3. ダンス指導者の育成とα世代・Z世代との対話が課題
—— HANA先生の、子どもたちの育成に対する情熱、環境作りは本当に素晴らしいです。一方で、同じ情熱で指導できる方を探すのはなかなか難しいように思いますが、指導者の採用や育成面の課題はありますか。
私の考えをいかに発信し、同じ志の方を集めるかは、非常に難しいですね。だからどうしても、教え子や、教え子が「この人なら」と紹介してくれた指導者が中心になります。応募してくれる方もいますが、採用面接でこちらが「何か聞きたいことはありますか?」と聞いて、何も質問が出てこない方は採用しません。現場では、子どもたちからいろいろな質問が出ます。面接で反応できない方が、子どもたちの質問に反応できるとは思えないからです。子どもの質問に、例え回答がわからなくても「わからないから、一緒に考えよう」というような対応ができる方ならば、指導者に向いていると思います。

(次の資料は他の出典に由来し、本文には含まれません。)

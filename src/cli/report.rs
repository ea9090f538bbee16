//! Operator-facing output

use colored::Colorize;

use crate::orchestrator::{ClientOutcome, Reporter, RunReport};

/// Prints each participant's result to stdout as it completes
#[derive(Debug, Clone, Default)]
pub struct ConsoleReporter;

impl Reporter for ConsoleReporter {
    fn report(&mut self, outcome: &ClientOutcome) {
        match &outcome.result {
            Ok(out) => {
                let status = match (out.exit_code, out.terminated) {
                    (_, true) => "terminated after TEST_DURATION".to_string(),
                    (Some(code), false) => format!("exit {code}"),
                    (None, false) => "killed".to_string(),
                };
                println!(
                    "{} {} ({}) on {}: {}",
                    "✓".green(),
                    outcome.name.bold(),
                    outcome.role,
                    out.host,
                    status
                );
                for line in out.output.lines() {
                    println!("    {}", line.dimmed());
                }
            }
            Err(e) => {
                println!(
                    "{} {} ({}): {} [{}]",
                    "✗".red(),
                    outcome.name.bold(),
                    outcome.role,
                    e,
                    e.class()
                );
            }
        }
    }
}

/// Print the end-of-run summary
pub fn print_summary(report: &RunReport) {
    println!();
    if let Some(reason) = &report.aborted {
        println!("{} {}", "Aborted:".yellow().bold(), reason);
    }
    let counts = format!(
        "{} succeeded, {} failed",
        report.succeeded(),
        report.failed()
    );
    if report.failed() == 0 {
        println!("{} {}", "Done:".green().bold(), counts);
    } else {
        println!("{} {}", "Done:".red().bold(), counts);
    }

    let t = &report.teardown;
    if t.remote_kills > 0 || !t.killed.is_empty() || !t.cancelled.is_empty() {
        println!(
            "  teardown: {} remote kills, {} killed, {} cancelled",
            t.remote_kills,
            t.killed.len(),
            t.cancelled.len()
        );
    }
    if !t.is_clean() {
        println!("  {} {} kill attempts failed", "!".red(), t.failures);
    }
}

—— 30年以上ダンスの指導を行ってきて、昔と今で、違いを感じることはありますか。
今の若い世代は、昔と違い、情熱を表に出すことは「恥ずかしい」と感じるようですね。また、昭和世代の私たちとは価値観も違う。お給料は自分が生活できる分だけあればいいし、大会で一度メダルをもらえたら満足。情熱の火を灯すタイミングや、その火を燃やし続けることが、昔と違って難しくなったと感じます。
—— あらゆる場面でデジタル活用が進む時代にもなりましたが、貴スクールでも活用していますか。
当スクールでは、現在でも先生たちの業務日誌は手書きとしています。「もっと手軽なデジタルに変えましょう」と言われますが、文字として書くからこそ意識に強く残り、発する言葉も変わっていくと考えています。
一方で、コロナ禍ではいち早くオンラインレッスンを導入しましたし、生徒や保護者のためになると考えられる場面にはデジタルを活用しています。同じような考え方で、「売上を伸ばしたい」という理由だけで事業拡大はしません。まずは生徒や保護者を含めた、身近にいる人たちを幸せにすることを第一に考えて行動していきます。その結果、事業が拡大していくならば、理想的な成長フローといえますね。
—— 成長期の子どもたちを預かるダンススクールだからこそ、教育面でも力を入れているのがとても素晴らしいです。同じようなダンススクールがもっと増えて欲しいと心から感じました。本日はありがとうございました。